Work order> From the line with "Err(error) => return" to the final line, print the records exactly as they are.

Given information below:

use std::{
    fs::File,
    path::Path,
    time::{Duration, Instant},
};

use fs4::fs_std::FileExt;
use log::{debug, info};
use thiserror::Error;

const LOCK_FILE_NAME: &str = ".lock";
const GIVE_UP_AFTER: Duration = Duration::from_secs(300);

/// Exclusive advisory lock on a vendor directory, held until dropped.
pub struct VendorLock {
    _file: File,
}

#[derive(Error, Debug)]
#[error("Could not lock vendor directory {path}: {error}")]
pub struct Error {
    path: String,
    error: std::io::Error,
}

impl VendorLock {
    pub fn acquire(vendor_dir: &Path) -> Result<Self, Error> {
        let path = vendor_dir.join(LOCK_FILE_NAME);
        let fail = |error| Error {
            path: path.display().to_string(),
            error,
        };

        std::fs::create_dir_all(vendor_dir).map_err(fail)?;
        let file = File::create(&path).map_err(fail)?;
        let start = Instant::now();
        let mut announced = false;
        loop {
            match file.try_lock_exclusive() {
                Ok(true) => {
                    debug!("Locked {}", path.display());
                    return Ok(Self { _file: file });
                }
                Ok(false) if start.elapsed() < GIVE_UP_AFTER => {
                    if !announced {
                        info!("Waiting for another goop run on {}", vendor_dir.display());
                        announced = true;
                    }
                    std::thread::sleep(Duration::from_secs(1));
                }
                Ok(false) => {
                    return Err(fail(std::io::Error::new(
                        std::io::ErrorKind::WouldBlock,
                        format!("still locked after {}s", GIVE_UP_AFTER.as_secs()),
                    )))
                }
                Err(error) => return Err(fail(error)),
            }
        }
    }
}

#[cfg(test)]
mod tests {
    use super::*;

    #[test]
    fn creates_vendor_directory() {
        let dir = tempfile::tempdir().unwrap();
        let vendor_dir = dir.path().join(".vendor");
        let lock = VendorLock::acquire(&vendor_dir).unwrap();
        assert!(vendor_dir.join(LOCK_FILE_NAME).is_file());
        drop(lock);
        VendorLock::acquire(&vendor_dir).unwrap();
    }

    #[test]
    fn second_run_waits_for_the_first() {
        let dir = tempfile::tempdir().unwrap();
        let vendor_dir = dir.path().join(".vendor");
        let first = VendorLock::acquire(&vendor_dir).unwrap();

        let (sender, receiver) = std::sync::mpsc::channel();
        let waiting = {
            let vendor_dir = vendor_dir.clone();
            std::thread::spawn(move || {
                let lock = VendorLock::acquire(&vendor_dir).unwrap();
                sender.send(()).unwrap();
                lock
            })
        };

        assert!(receiver.recv_timeout(Duration::from_millis(1500)).is_err());
        drop(first);
        receiver.recv_timeout(Duration::from_secs(10)).unwrap();
        drop(waiting.join().unwrap());
    }
}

End of Given information.

Answer to this exercise>
                Err(error) => return Err(fail(error)),
            }
        }
    }
}

#[cfg(test)]
mod tests {
    use super::*;

    #[test]
    fn creates_vendor_directory() {
        let dir = tempfile::tempdir().unwrap();
        let vendor_dir = dir.path().join(".vendor");
        let lock = VendorLock::acquire(&vendor_dir).unwrap();
        assert!(vendor_dir.join(LOCK_FILE_NAME).is_file());
        drop(lock);
        VendorLock::acquire(&vendor_dir).unwrap();
    }

    #[test]
    fn second_run_waits_for_the_first() {
        let dir = tempfile::tempdir().unwrap();
        let vendor_dir = dir.path().join(".vendor");
        let first = VendorLock::acquire(&vendor_dir).unwrap();

        let (sender, receiver) = std::sync::mpsc::channel();
        let waiting = {
            let vendor_dir = vendor_dir.clone();
            std::thread::spawn(move || {
                let lock = VendorLock::acquire(&vendor_dir).unwrap();
                sender.send(()).unwrap();
                lock
            })
        };

        assert!(receiver.recv_timeout(Duration::from_millis(1500)).is_err());
        drop(first);
        receiver.recv_timeout(Duration::from_secs(10)).unwrap();
        drop(waiting.join().unwrap());
    }
}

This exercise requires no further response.